Farid Meghari, le poète

l Autodidacte, il a produit son premier recueil Le soupir de ma plume composé de 84 poèmes en 2005. A travers ses vers, Meghari Farid nous donne un aperçu sur sa soif de savoir et sa passion de l’écriture qui lui permet, comme il le dit lui-même, de mettre noir sur blanc, ce qu’il n’a pu réaliser sur terrain. Issu d’un village de la commune rurale de Tizi n’Berber, il est pareil à l’ancien chanteur Hassen Abassi lequel se posait des questions, dans ses chansons sur son existence vouée à vivre malheureusement, refusant d’admettre, comme tous les jeunes de l’actuelle génération, les difficultés de plus en plus nombreuses de leur quotidien.

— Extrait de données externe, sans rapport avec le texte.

//! Scopes and symbols
//!
//! Scopes form a tree (root, block, loop, function, record) held in an
//! arena alongside the symbol arena. A symbol is unique per declaration
//! site and owned by the scope that declared it; every other reference is
//! a non-owning [`SymbolId`].
//!
//! The symbol list of a scope is *ordered*: static-root registration for
//! the garbage collector walks it in declaration order.

use crate::ast::{CompVal, NodeId};
use crate::errors::{CompileError, CompileResult};
use crate::span::Span;
use crate::types::TypeId;
use std::collections::HashMap;

/// Index into the scope arena
#[derive(Debug, Clone, Copy, PartialEq, Eq, Hash)]
pub struct ScopeId(pub u32);

/// Index into the symbol arena
#[derive(Debug, Clone, Copy, PartialEq, Eq, Hash)]
pub struct SymbolId(pub u32);

/// Scope kinds
#[derive(Debug, Clone, Copy, PartialEq, Eq)]
pub enum ScopeKind {
    Root,
    Block,
    Loop,
    Function,
    Record,
}

/// Storage class of a symbol
#[derive(Debug, Clone, Copy, PartialEq, Eq)]
pub enum Storage {
    Local,
    Global,
    Static,
    Comptime,
}

/// A declared symbol
#[derive(Debug, Clone)]
pub struct Symbol {
    pub name: String,
    pub ty: Option<TypeId>,
    pub storage: Storage,
    pub annotations: Vec<String>,
    /// The declaring node
    pub node: Option<NodeId>,
    /// Scope of origin
    pub scope: ScopeId,
    pub cimport: bool,
    /// `nodecl` annotation: declaration emits nothing and may be overridden
    pub nodecl: bool,
    /// Preferred name for type symbols when deriving codenames
    pub nickname: Option<String>,
    /// Compile-time constant value, when known
    pub value: Option<CompVal>,
    /// Move discipline state
    pub moved: bool,
    pub used: bool,
    pub span: Span,
}

impl Symbol {
    pub fn new(name: impl Into<String>, storage: Storage, span: Span) -> Self {
        Self {
            name: name.into(),
            ty: None,
            storage,
            annotations: Vec::new(),
            node: None,
            scope: ScopeId(0),
            cimport: false,
            nodecl: false,
            nickname: None,
            value: None,
            moved: false,
            used: false,
            span,
        }
    }

    pub fn has_annotation(&self, name: &str) -> bool {
        self.annotations.iter().any(|a| a == name)
    }
}

/// A lexical scope
#[derive(Debug)]
pub struct Scope {
    pub kind: ScopeKind,
    pub parent: Option<ScopeId>,
    pub children: Vec<ScopeId>,
    /// Symbols in declaration order
    pub symbols: Vec<SymbolId>,
    /// Labels declared in this scope
    pub labels: HashMap<String, NodeId>,
    /// Defer blocks registered in this scope, in registration order
    pub deferblocks: Vec<NodeId>,
    /// The block ends in a terminating statement, so the fallthrough exit
    /// already ran its cleanup and the emitter skips it
    pub alreadydestroyed: bool,
    /// Function scopes: the function's type and whether a return was seen
    pub functype: Option<TypeId>,
    pub has_return: bool,
}

impl Scope {
    fn new(kind: ScopeKind, parent: Option<ScopeId>) -> Self {
        Self {
            kind,
            parent,
            children: Vec::new(),
            symbols: Vec::new(),
            labels: HashMap::new(),
            deferblocks: Vec::new(),
            alreadydestroyed: false,
            functype: None,
            has_return: false,
        }
    }
}

/// Scope tree and symbol arena for one compilation unit
#[derive(Debug)]
pub struct Scopes {
    scopes: Vec<Scope>,
    symbols: Vec<Symbol>,
    current: ScopeId,
    /// Balance counter used to check the push/pop discipline
    depth: usize,
}

impl Scopes {
    pub fn new() -> Self {
        Self {
            scopes: vec![Scope::new(ScopeKind::Root, None)],
            symbols: Vec::new(),
            current: ScopeId(0),
            depth: 0,
        }
    }

    pub fn root(&self) -> ScopeId {
        ScopeId(0)
    }

    pub fn current(&self) -> ScopeId {
        self.current
    }

    pub fn depth(&self) -> usize {
        self.depth
    }

    pub fn get(&self, id: ScopeId) -> &Scope {
        &self.scopes[id.0 as usize]
    }

    pub fn get_mut(&mut self, id: ScopeId) -> &mut Scope {
        &mut self.scopes[id.0 as usize]
    }

    /// Create a child of the current scope and enter it
    pub fn fork(&mut self, kind: ScopeKind) -> ScopeId {
        let id = ScopeId(self.scopes.len() as u32);
        self.scopes.push(Scope::new(kind, Some(self.current)));
        let parent = self.current;
        self.scopes[parent.0 as usize].children.push(id);
        self.current = id;
        self.depth += 1;
        id
    }

    /// Re-enter an existing scope (polymorphic re-analysis)
    pub fn push(&mut self, id: ScopeId) {
        self.current = id;
        self.depth += 1;
    }

    /// Restore the parent scope
    pub fn pop(&mut self) {
        if let Some(parent) = self.get(self.current).parent {
            self.current = parent;
            self.depth -= 1;
        }
    }

    pub fn symbol(&self, id: SymbolId) -> &Symbol {
        &self.symbols[id.0 as usize]
    }

    pub fn symbol_len(&self) -> usize {
        self.symbols.len()
    }

    pub fn symbol_mut(&mut self, id: SymbolId) -> &mut Symbol {
        &mut self.symbols[id.0 as usize]
    }

    /// Declare a symbol in the current scope. Fails with `Redeclared` when
    /// the name exists in this same scope, unless the existing declaration
    /// is an overridable `cimport`+`nodecl` one.
    pub fn declare(&mut self, mut symbol: Symbol) -> CompileResult<SymbolId> {
        let scope = self.current;
        if let Some(&existing) = self
            .get(scope)
            .symbols
            .iter()
            .find(|&&sid| self.symbol(sid).name == symbol.name)
        {
            let prior = self.symbol(existing);
            if !(prior.cimport && prior.nodecl) {
                return Err(CompileError::redeclared(&symbol.name, symbol.span));
            }
        }
        symbol.scope = scope;
        let id = SymbolId(self.symbols.len() as u32);
        self.symbols.push(symbol);
        self.get_mut(scope).symbols.push(id);
        Ok(id)
    }

    /// Resolve a name, walking parent scopes. Later declarations shadow
    /// earlier ones within a scope.
    pub fn resolve(&self, name: &str) -> Option<SymbolId> {
        let mut scope = Some(self.current);
        while let Some(id) = scope {
            let s = self.get(id);
            if let Some(&sid) = s
                .symbols
                .iter()
                .rev()
                .find(|&&sid| self.symbol(sid).name == name)
            {
                return Some(sid);
            }
            scope = s.parent;
        }
        None
    }

    /// Innermost enclosing scope of the given kind, starting at current
    pub fn find_enclosing(&self, kind: ScopeKind) -> Option<ScopeId> {
        let mut scope = Some(self.current);
        while let Some(id) = scope {
            if self.get(id).kind == kind {
                return Some(id);
            }
            scope = self.get(id).parent;
        }
        None
    }

    /// Scopes from current up to and including the innermost function (or
    /// root), in exit order. Used to lower `return` cleanup.
    pub fn exit_chain_to_function(&self) -> Vec<ScopeId> {
        let mut chain = Vec::new();
        let mut scope = Some(self.current);
        while let Some(id) = scope {
            chain.push(id);
            if matches!(self.get(id).kind, ScopeKind::Function | ScopeKind::Root) {
                break;
            }
            scope = self.get(id).parent;
        }
        chain
    }

    /// All symbols of the root scope in declaration order (GC static-root
    /// registration relies on this ordering).
    pub fn root_symbols(&self) -> &[SymbolId] {
        &self.get(self.root()).symbols
    }
}

impl Default for Scopes {
    fn default() -> Self {
        Self::new()
    }
}

#[cfg(test)]
mod tests {
    use super::*;

    fn sym(name: &str) -> Symbol {
        Symbol::new(name, Storage::Local, Span::default())
    }

    #[test]
    fn test_declare_and_resolve() {
        let mut scopes = Scopes::new();
        let a = scopes.declare(sym("a")).unwrap();
        scopes.fork(ScopeKind::Block);
        let b = scopes.declare(sym("b")).unwrap();
        assert_eq!(scopes.resolve("a"), Some(a));
        assert_eq!(scopes.resolve("b"), Some(b));
        scopes.pop();
        assert_eq!(scopes.resolve("b"), None);
    }

    #[test]
    fn test_redeclaration_fails() {
        let mut scopes = Scopes::new();
        scopes.declare(sym("x")).unwrap();
        assert!(scopes.declare(sym("x")).is_err());
    }

    #[test]
    fn test_nodecl_cimport_is_overridable() {
        let mut scopes = Scopes::new();
        let mut first = sym("malloc");
        first.cimport = true;
        first.nodecl = true;
        scopes.declare(first).unwrap();
        assert!(scopes.declare(sym("malloc")).is_ok());
    }

    #[test]
    fn test_shadowing_resolves_to_latest() {
        let mut scopes = Scopes::new();
        scopes.declare(sym("v")).unwrap();
        scopes.fork(ScopeKind::Block);
        let inner = scopes.declare(sym("v")).unwrap();
        assert_eq!(scopes.resolve("v"), Some(inner));
    }

    #[test]
    fn test_enclosing_scope_lookup() {
        let mut scopes = Scopes::new();
        scopes.fork(ScopeKind::Function);
        scopes.fork(ScopeKind::Loop);
        scopes.fork(ScopeKind::Block);
        assert!(scopes.find_enclosing(ScopeKind::Loop).is_some());
        assert!(scopes.find_enclosing(ScopeKind::Function).is_some());
        assert_eq!(scopes.exit_chain_to_function().len(), 3);
    }

    #[test]
    fn test_declaration_order_preserved() {
        let mut scopes = Scopes::new();
        scopes.declare(sym("g1")).unwrap();
        scopes.declare(sym("g2")).unwrap();
        scopes.declare(sym("g3")).unwrap();
        let names: Vec<_> = scopes
            .root_symbols()
            .iter()
            .map(|&sid| scopes.symbol(sid).name.clone())
            .collect();
        assert_eq!(names, vec!["g1", "g2", "g3"]);
    }
}
//! Nelua Compiler CLI
//!
//! The `nelua` command is the entry point for the compiler. Exit codes:
//! 0 on success, 1 on a compilation error, 2 when the external C toolchain
//! fails.

use clap::{Parser, Subcommand};
use nelua::config::{Config, LinkKind, Profile};
use nelua::{analyzer, cgen, lexer, parser, toolchain, Context};
use std::fs;
use std::path::{Path, PathBuf};

#[derive(Parser)]
#[command(name = "nelua")]
#[command(version = nelua::VERSION)]
#[command(about = "The Nelua Compiler", long_about = None)]
struct Cli {
    #[command(subcommand)]
    command: Commands,
}

#[derive(Subcommand)]
enum Commands {
    /// Compile a source file to a native binary
    Compile {
        /// Input file to compile
        #[arg(value_name = "FILE")]
        input: PathBuf,

        /// C compiler to invoke
        #[arg(long)]
        cc: Option<String>,

        /// Extra flags for the C compiler
        #[arg(long)]
        cflags: Option<String>,

        /// Keep the generated C file at this path
        #[arg(long, value_name = "FILE")]
        cfile: Option<PathBuf>,

        /// Produce a shared library
        #[arg(long)]
        shared: bool,

        /// Produce an object file
        #[arg(long = "static")]
        static_: bool,

        /// Optimized build
        #[arg(long)]
        release: bool,

        /// Most aggressive optimization flags
        #[arg(long)]
        maximum_performance: bool,

        /// Ignore any cached artifact
        #[arg(long)]
        no_cache: bool,

        /// Print toolchain invocations
        #[arg(long)]
        verbose: bool,

        /// Output file
        #[arg(short, long, value_name = "FILE")]
        output: Option<PathBuf>,
    },

    /// Tokenize a file and print the tokens
    Tokenize {
        #[arg(value_name = "FILE")]
        input: PathBuf,
    },

    /// Parse a file and print the AST shape
    Parse {
        #[arg(value_name = "FILE")]
        input: PathBuf,
    },

    /// Analyze a file and report diagnostics without emitting C
    Check {
        #[arg(value_name = "FILE")]
        input: PathBuf,
    },

    /// Emit the generated C to stdout
    EmitC {
        #[arg(value_name = "FILE")]
        input: PathBuf,
    },
}

fn read_source(input: &Path) -> miette::Result<String> {
    fs::read_to_string(input)
        .map_err(|e| miette::miette!("failed to read {}: {}", input.display(), e))
}

fn fail_compile(filename: &str, source: &str, errors: &[nelua::CompileError]) -> ! {
    for err in errors {
        eprintln!("{}", err.render(filename, source));
    }
    std::process::exit(1);
}

fn main() -> miette::Result<()> {
    let cli = Cli::parse();

    match cli.command {
        Commands::Compile {
            input,
            cc,
            cflags,
            cfile,
            shared,
            static_,
            release,
            maximum_performance,
            no_cache,
            verbose,
            output,
        } => {
            let source = read_source(&input)?;
            let filename = input.display().to_string();

            let profile = if maximum_performance {
                Profile::MaximumPerformance
            } else if release {
                Profile::Release
            } else {
                Profile::Debug
            };
            let link = if shared {
                LinkKind::Shared
            } else if static_ {
                LinkKind::Static
            } else {
                LinkKind::Executable
            };
            let project_root = input
                .parent()
                .filter(|p| !p.as_os_str().is_empty())
                .unwrap_or(Path::new("."))
                .to_path_buf();
            let config = Config::resolve(&project_root, cc, cflags, profile, link, no_cache, verbose);

            let signature = toolchain::compiler_signature(&config.cc);
            let hash = toolchain::cache_hash(&source, &signature, &config.cflags);

            let c_path = cfile.unwrap_or_else(|| {
                let _ = fs::create_dir_all(&config.cache_dir);
                config.cache_dir.join(format!(
                    "{}.c",
                    input.file_stem().unwrap_or_default().to_string_lossy()
                ))
            });
            let out_path = output.unwrap_or_else(|| match link {
                LinkKind::Executable => input.with_extension(""),
                LinkKind::Shared => input.with_extension("so"),
                LinkKind::Static => input.with_extension("o"),
            });

            // reuse the cached artifact when the hash still matches
            if !config.no_cache && out_path.exists() && toolchain::cache_valid(&c_path, &hash) {
                if config.verbose {
                    eprintln!("cache hit, reusing {}", out_path.display());
                }
                return Ok(());
            }

            let c_source = match nelua::compile_unit(&filename, &source, &hash) {
                Ok(c) => c,
                Err(errors) => fail_compile(&filename, &source, &errors),
            };
            fs::write(&c_path, &c_source)
                .map_err(|e| miette::miette!("failed to write {}: {}", c_path.display(), e))?;

            match toolchain::compile(&config, &c_path, &out_path) {
                Ok(artifact) => {
                    if config.verbose {
                        eprintln!(
                            "produced {} (executable: {})",
                            artifact.path.display(),
                            artifact.executable
                        );
                    }
                    Ok(())
                }
                Err(err) => {
                    eprintln!("{}", err);
                    std::process::exit(2);
                }
            }
        }

        Commands::Tokenize { input } => {
            let source = read_source(&input)?;
            let (tokens, errors) = lexer::lex(&source);
            for token in &tokens {
                println!(
                    "{:>4}..{:<4} {:20} {:?}",
                    token.span.start,
                    token.span.end,
                    format!("{:?}", token.kind),
                    token.text(&source)
                );
            }
            if !errors.is_empty() {
                for (err, span) in errors {
                    eprintln!("lex error at {}: {}", span.location(&source), err);
                }
                std::process::exit(1);
            }
            Ok(())
        }

        Commands::Parse { input } => {
            let source = read_source(&input)?;
            let filename = input.display().to_string();
            let mut ctx = Context::new(&filename, source.clone());
            match parser::parse(&mut ctx) {
                Ok(root) => {
                    println!("{}", ctx.ast.canonical(root));
                    Ok(())
                }
                Err(err) => fail_compile(&filename, &source, &[err]),
            }
        }

        Commands::Check { input } => {
            let source = read_source(&input)?;
            let filename = input.display().to_string();
            let mut ctx = Context::new(&filename, source.clone());
            let root = match parser::parse(&mut ctx) {
                Ok(root) => root,
                Err(err) => fail_compile(&filename, &source, &[err]),
            };
            if let Err(err) = analyzer::analyze(&mut ctx, root) {
                fail_compile(&filename, &source, &[err]);
            }
            if !ctx.errors.is_empty() {
                let errors = std::mem::take(&mut ctx.errors);
                fail_compile(&filename, &source, &errors);
            }
            println!("no errors found");
            Ok(())
        }

        Commands::EmitC { input } => {
            let source = read_source(&input)?;
            let filename = input.display().to_string();
            let mut ctx = Context::new(&filename, source.clone());
            let root = match parser::parse(&mut ctx) {
                Ok(root) => root,
                Err(err) => fail_compile(&filename, &source, &[err]),
            };
            let analysis = match analyzer::analyze(&mut ctx, root) {
                Ok(analysis) => analysis,
                Err(err) => fail_compile(&filename, &source, &[err]),
            };
            if !ctx.errors.is_empty() {
                let errors = std::mem::take(&mut ctx.errors);
                fail_compile(&filename, &source, &errors);
            }
            match cgen::generate(&ctx, &analysis, root, "none") {
                Ok(c) => {
                    println!("{}", c);
                    Ok(())
                }
                Err(err) => fail_compile(&filename, &source, &[err]),
            }
        }
    }
}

Porte-parole de ses jeunes concitoyens, il parle de l’amour « aveugle » pouvant être parfait mais malheureusement, souvent, se terminant par une cruelle séparation. Il n’oublie pas de mettre en exergue la devise règnant en maître mot par ces temps, à savoir la primauté du riche inculte sur le pauvre intellectuel. Trois années après l’édition de son recueil, il promet la sortie du deuxième au courant de cette année. A 36 ans, Farid s’engage à continuer à écrire des poèmes afin d’aider à sa manière les jeunes à garder l’espoir et pourquoi pas les imprégner de son optimisme.